It was the early ’90´s and one of my first Architectural jobs was in Chennai in India. It was a time of recession in the U.K. and just finishing up my first degree in Architecture I was having trouble finding a placement, but a mutual friend put me on to a possible job in India and a few months later I was stepping onto the tarmac of Chennai Airport. Coming from the UK the shock of the sub continent was something I wasn’t really prepared for, with the little experience of work of any kind I had at the time working there only added to my confusion and trepidation. During the first few days there trying to acclimatise, I felt like I was on another planet not just a different continent.
Working in an Office there was a real wake up call, it involved a different approach to Architecture from what I was used to in University. The process of reading background books, studying the site and looking at past precedents was subsumed by the need for speed and the one paragraph brief.
A good example of this was a housing development for a union, which happened to be one of the first projects that I worked on there. They wanted some twenty houses for their members and we had to lay out an area and design the individual houses. There was no money to install electricity from the nearest mains supply, and likewise the only water supply we could get was to install a shared ground water pump.
We couldn’t use glass either, it would just break and be costly to replace I was told. How then to have windows to provide light and ventilation to the inside of the houses? More to the point how the hell would I design these houses at all, none of my training had involved really having to think about budget or what to do in the most basic of circumstances. With all the imaginary art galleries and houses I’d designed none of my Architectural training really at all addressed the reality of the types of buildings I needed to design here.
It was then that the Jali was introduced to me, or the Indian Architectural take on the perforated screen. A jali if you look it up in an Architectural book will usually return lots of results about Mughal Architecture like the Taj Mahal, however in India I soon found out, it is used everywhere for all types of buildings and all budgets. The Jali method then for brick buildings at least is to miss out bricks in a wall to make an opening which will let in light and air but still preserve privacy.

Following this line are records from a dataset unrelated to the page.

//! 节点身份与可达性描述

use std::fmt;
use std::hash::{Hash, Hasher};
use std::str::FromStr;

use rand::RngCore;
use serde::{Deserialize, Serialize};
use thiserror::Error;

/// Length of a node identifier in bytes.
pub const NODE_ID_LENGTH: usize = 20;

/// Error returned when parsing a [`NodeId`] from text.
#[derive(Debug, Clone, PartialEq, Eq, Error)]
pub enum NodeIdParseError {
    #[error("invalid hex in node id: {0}")]
    InvalidHex(String),
    #[error("node id must be {NODE_ID_LENGTH} bytes, got {0}")]
    InvalidLength(usize),
}

/// Fixed-length node identifier. Displayed as lowercase hex.
#[derive(Clone, Copy, PartialEq, Eq, Hash, PartialOrd, Ord, Serialize, Deserialize)]
pub struct NodeId([u8; NODE_ID_LENGTH]);

impl NodeId {
    pub const fn from_bytes(bytes: [u8; NODE_ID_LENGTH]) -> Self {
        Self(bytes)
    }

    /// Generate a random node id.
    pub fn random() -> Self {
        let mut bytes = [0u8; NODE_ID_LENGTH];
        rand::thread_rng().fill_bytes(&mut bytes);
        Self(bytes)
    }

    pub fn as_bytes(&self) -> &[u8; NODE_ID_LENGTH] {
        &self.0
    }

    pub fn to_hex(&self) -> String {
        hex::encode(self.0)
    }

    /// Short prefix used in log lines.
    pub fn short(&self) -> String {
        hex::encode(&self.0[..4])
    }
}

impl fmt::Display for NodeId {
    fn fmt(&self, f: &mut fmt::Formatter<'_>) -> fmt::Result {
        f.write_str(&self.to_hex())
    }
}

impl fmt::Debug for NodeId {
    fn fmt(&self, f: &mut fmt::Formatter<'_>) -> fmt::Result {
        write!(f, "NodeId({})", self.short())
    }
}

impl FromStr for NodeId {
    type Err = NodeIdParseError;

    fn from_str(s: &str) -> Result<Self, Self::Err> {
        let raw = hex::decode(s.trim()).map_err(|e| NodeIdParseError::InvalidHex(e.to_string()))?;
        let bytes: [u8; NODE_ID_LENGTH] = raw
            .as_slice()
            .try_into()
            .map_err(|_| NodeIdParseError::InvalidLength(raw.len()))?;
        Ok(Self(bytes))
    }
}

/// 节点类型
#[derive(Debug, Clone, Copy, PartialEq, Eq, Hash, Default, Serialize, Deserialize)]
#[serde(rename_all = "snake_case")]
pub enum NodeType {
    #[default]
    Node,
    Browser,
}

/// WebSocket 服务端可达地址
#[derive(Debug, Clone, PartialEq, Eq, Hash, Serialize, Deserialize)]
pub struct ConnectivityMethod {
    pub host: String,
    pub port: u16,
    pub tls: bool,
}

impl ConnectivityMethod {
    pub fn new(host: impl Into<String>, port: u16, tls: bool) -> Self {
        Self {
            host: host.into(),
            port,
            tls,
        }
    }

    /// `ws://host:port` or `wss://host:port`
    pub fn url(&self) -> String {
        let scheme = if self.tls { "wss" } else { "ws" };
        format!("{}://{}:{}", scheme, self.host, self.port)
    }
}

impl fmt::Display for ConnectivityMethod {
    fn fmt(&self, f: &mut fmt::Formatter<'_>) -> fmt::Result {
        f.write_str(&self.url())
    }
}

/// Immutable identity and reachability record of a peer.
///
/// Equality and hashing only consider the node id, so a descriptor can be
/// used as a map key even when two copies carry different endpoints.
#[derive(Debug, Clone, Serialize, Deserialize)]
pub struct PeerDescriptor {
    pub node_id: NodeId,
    #[serde(default)]
    pub node_type: NodeType,
    #[serde(default)]
    pub websocket: Option<ConnectivityMethod>,
    #[serde(default)]
    pub region: Option<u32>,
}

impl PeerDescriptor {
    pub fn new(node_id: NodeId) -> Self {
        Self {
            node_id,
            node_type: NodeType::Node,
            websocket: None,
            region: None,
        }
    }

    pub fn with_node_type(mut self, node_type: NodeType) -> Self {
        self.node_type = node_type;
        self
    }

    pub fn with_websocket(mut self, websocket: ConnectivityMethod) -> Self {
        self.websocket = Some(websocket);
        self
    }

    pub fn with_region(mut self, region: u32) -> Self {
        self.region = Some(region);
        self
    }

    pub fn is_browser(&self) -> bool {
        self.node_type == NodeType::Browser
    }
}

impl PartialEq for PeerDescriptor {
    fn eq(&self, other: &Self) -> bool {
        self.node_id == other.node_id
    }
}

impl Eq for PeerDescriptor {}

impl Hash for PeerDescriptor {
    fn hash<H: Hasher>(&self, state: &mut H) {
        self.node_id.hash(state);
    }
}

impl fmt::Display for PeerDescriptor {
    fn fmt(&self, f: &mut fmt::Formatter<'_>) -> fmt::Result {
        match &self.websocket {
            Some(ws) => write!(f, "{}@{}", self.node_id.short(), ws),
            None => f.write_str(&self.node_id.short()),
        }
    }
}

#[cfg(test)]
mod tests {
    use super::*;

    #[test]
    fn test_node_id_hex_round_trip() {
        let id = NodeId::random();
        let parsed: NodeId = id.to_hex().parse().unwrap();
        assert_eq!(id, parsed);
    }

    #[test]
    fn test_node_id_rejects_wrong_length() {
        let err = "abcd".parse::<NodeId>().unwrap_err();
        assert_eq!(err, NodeIdParseError::InvalidLength(2));
        assert!(matches!("zz".parse::<NodeId>(), Err(NodeIdParseError::InvalidHex(_))));
    }

    #[test]
    fn test_descriptor_equality_by_node_id() {
        let id = NodeId::random();
        let plain = PeerDescriptor::new(id);
        let with_ws = PeerDescriptor::new(id).with_websocket(ConnectivityMethod::new("example.org", 443, true));
        assert_eq!(plain, with_ws);
        assert_ne!(plain, PeerDescriptor::new(NodeId::random()));
    }

    #[test]
    fn test_connectivity_url() {
        assert_eq!(ConnectivityMethod::new("127.0.0.1", 40000, false).url(), "ws://127.0.0.1:40000");
        assert_eq!(ConnectivityMethod::new("example.org", 443, true).url(), "wss://example.org:443");
    }
}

In our housing project making a simple pattern of a window for the main rooms and a strip opening for the ‘bathroom’ allowed us to omit windows altogether. Over the next few months I used the Jali technique in almost every building I worked on, even on higher budget buildings.
Then there was the problem of providing expandable living space, as again the budget only covered the bare minimum. That was also not a problem. I was told to put in a set of stairs up to the roof. This roof space became a secondary bedroom that could could be later enclosed by the family that owned the house if they wanted to.
Nothing about these basic techniques were new but through them I learnt an approach to design and building that really gave me an insight into a much more direct design sensibility. It was the simplicity of what I was required to do that was really confusing at first, but soon I grew to love it. Up to that point Architecture had for me been mostly an intelectual process like writing an essay at school, but in India I grew to love the speed and directness of the solutions we needed to make. I loved going on site and meeting clients and though I can’t say that my experience in India was the time I committed myself to the profession I definitely learnt to stop worrying and love Architecture.
A good starting point for the incorporation of the Jali into a modern Architectural language might be checking the work of Laurie Baker, also I note that the Jali gets incorporated from the most luxury contemporary Indian design, a good example is Out of the Box house by Cadence, to much more humble projects like this prise winning student project in an Indian slum.